Copy each line of the records below that has "configuration" in it.

*RAW DATA*:
········
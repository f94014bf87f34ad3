//! # Inheritance Assembly
//!
//! Single-inheritance field merge. [`assemble`] folds a parent descriptor into
//! a child descriptor in place, following these rules:
//!
//! - **Scalars** (`groupId`, `version`, `name`, `description`, `url`,
//!   `build.finalName`): inherited only when unset in the child.
//! - **Never inherited**: `artifactId`, `packaging`, `parent`, `modules`.
//! - **Maps** (`properties`, plugin `configuration`): overlaid, the child's
//!   entry wins on key collision.
//! - **Keyed sequences**: merged by key, the child's entry wins on collision.
//!   Each field declares its [`ListOrder`]: plugins and plugin executions keep
//!   the parent's entries first, dependencies and repositories keep the
//!   child's entries first.
//! - Plugins declared with `inherited: false` stay with the parent.
//!
//! The same function serves regular parent inheritance and fragment
//! composition; in the latter case the fragment plays the parent.

use std::collections::{HashMap, HashSet};

use crate::descriptor::{BuildDescriptor, Dependency, Plugin, PluginExecution, Repository};
use crate::problems::ProblemCollector;

/// Position of inherited entries in a merged sequence
#[derive(Debug, Clone, Copy, PartialEq, Eq)]
pub enum ListOrder {
    /// Parent entries first, child-only entries appended
    ParentFirst,
    /// Child entries first, parent-only entries appended
    ChildFirst,
}

const PLUGIN_ORDER: ListOrder = ListOrder::ParentFirst;
const EXECUTION_ORDER: ListOrder = ListOrder::ParentFirst;
const DEPENDENCY_ORDER: ListOrder = ListOrder::ChildFirst;
const REPOSITORY_ORDER: ListOrder = ListOrder::ChildFirst;

/// Merge `parent` into `child`
///
/// Problems with the parent itself are recorded in `problems`; the merge is
/// still carried out so that every problem surfaces in one report.
pub fn assemble(child: &mut BuildDescriptor, parent: &BuildDescriptor, problems: &mut ProblemCollector) {
    validate_parent(parent, problems);

    inherit(&mut child.group_id, &parent.group_id);
    inherit(&mut child.version, &parent.version);
    inherit(&mut child.name, &parent.name);
    inherit(&mut child.description, &parent.description);
    inherit(&mut child.url, &parent.url);
    inherit(&mut child.build.final_name, &parent.build.final_name);

    for (key, value) in &parent.properties {
        child
            .properties
            .entry(key.clone())
            .or_insert_with(|| value.clone());
    }

    child.dependency_management = merge_keyed(
        &child.dependency_management,
        &parent.dependency_management,
        DEPENDENCY_ORDER,
        Dependency::management_key,
        |_, _| {},
    );
    child.dependencies = merge_keyed(
        &child.dependencies,
        &parent.dependencies,
        DEPENDENCY_ORDER,
        Dependency::management_key,
        |_, _| {},
    );
    child.repositories = merge_keyed(
        &child.repositories,
        &parent.repositories,
        REPOSITORY_ORDER,
        |repository: &Repository| repository.id.clone(),
        |_, _| {},
    );

    let inheritable: Vec<Plugin> = parent
        .build
        .plugins
        .iter()
        .filter(|plugin| plugin.inherited)
        .cloned()
        .collect();
    child.build.plugins = merge_keyed(
        &child.build.plugins,
        &inheritable,
        PLUGIN_ORDER,
        Plugin::key,
        merge_plugin,
    );
}

fn validate_parent(parent: &BuildDescriptor, problems: &mut ProblemCollector) {
    if parent.artifact_id.as_deref().map_or(true, str::is_empty) {
        problems.fatal("'artifactId' is missing in the inherited descriptor");
    }
    match parent.packaging.as_deref() {
        None | Some("pom") => {}
        Some(other) => problems.error(format!(
            "Invalid packaging for inherited descriptor {}, must be \"pom\" but is \"{}\"",
            parent.gav(),
            other
        )),
    }
}

fn inherit<T: Clone>(target: &mut Option<T>, source: &Option<T>) {
    if target.is_none() {
        *target = source.clone();
    }
}

fn merge_plugin(child: &mut Plugin, parent: &Plugin) {
    inherit(&mut child.version, &parent.version);
    for (key, value) in &parent.configuration {
        child
            .configuration
            .entry(key.clone())
            .or_insert_with(|| value.clone());
    }
    child.executions = merge_keyed(
        &child.executions,
        &parent.executions,
        EXECUTION_ORDER,
        |execution: &PluginExecution| execution.id.clone(),
        |_, _| {},
    );
}

/// Merge two keyed sequences, the child's entry winning on collision
///
/// `merge_entry` folds the parent's entry into the child's when both exist.
/// Child entries sharing a key are all kept, in declaration order, under
/// either [`ListOrder`].
fn merge_keyed<T, K, M>(child: &[T], parent: &[T], order: ListOrder, key: K, merge_entry: M) -> Vec<T>
where
    T: Clone,
    K: Fn(&T) -> String,
    M: Fn(&mut T, &T),
{
    let parent_by_key: HashMap<String, &T> = parent.iter().map(|p| (key(p), p)).collect();
    let mut child_by_key: HashMap<String, Vec<&T>> = HashMap::new();
    for entry in child {
        child_by_key.entry(key(entry)).or_default().push(entry);
    }

    let merged_child = |entry: &T| {
        let mut merged = entry.clone();
        if let Some(&parent_entry) = parent_by_key.get(&key(entry)) {
            merge_entry(&mut merged, parent_entry);
        }
        merged
    };

    let mut result = Vec::with_capacity(child.len() + parent.len());
    match order {
        ListOrder::ChildFirst => {
            result.extend(child.iter().map(merged_child));
            result.extend(
                parent
                    .iter()
                    .filter(|&p| !child_by_key.contains_key(&key(p)))
                    .cloned(),
            );
        }
        ListOrder::ParentFirst => {
            let mut placed = HashSet::new();
            for parent_entry in parent {
                let parent_key = key(parent_entry);
                match child_by_key.get(&parent_key) {
                    Some(entries) => {
                        if placed.insert(parent_key) {
                            result.extend(entries.iter().map(|&entry| merged_child(entry)));
                        }
                    }
                    None => result.push(parent_entry.clone()),
                }
            }
            result.extend(
                child
                    .iter()
                    .filter(|&c| !parent_by_key.contains_key(&key(c)))
                    .map(merged_child),
            );
        }
    }
    result
}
········
*TASK OUTPUT*:
//! - **Maps** (`properties`, plugin `configuration`): overlaid, the child's
    for (key, value) in &parent.configuration {
            .configuration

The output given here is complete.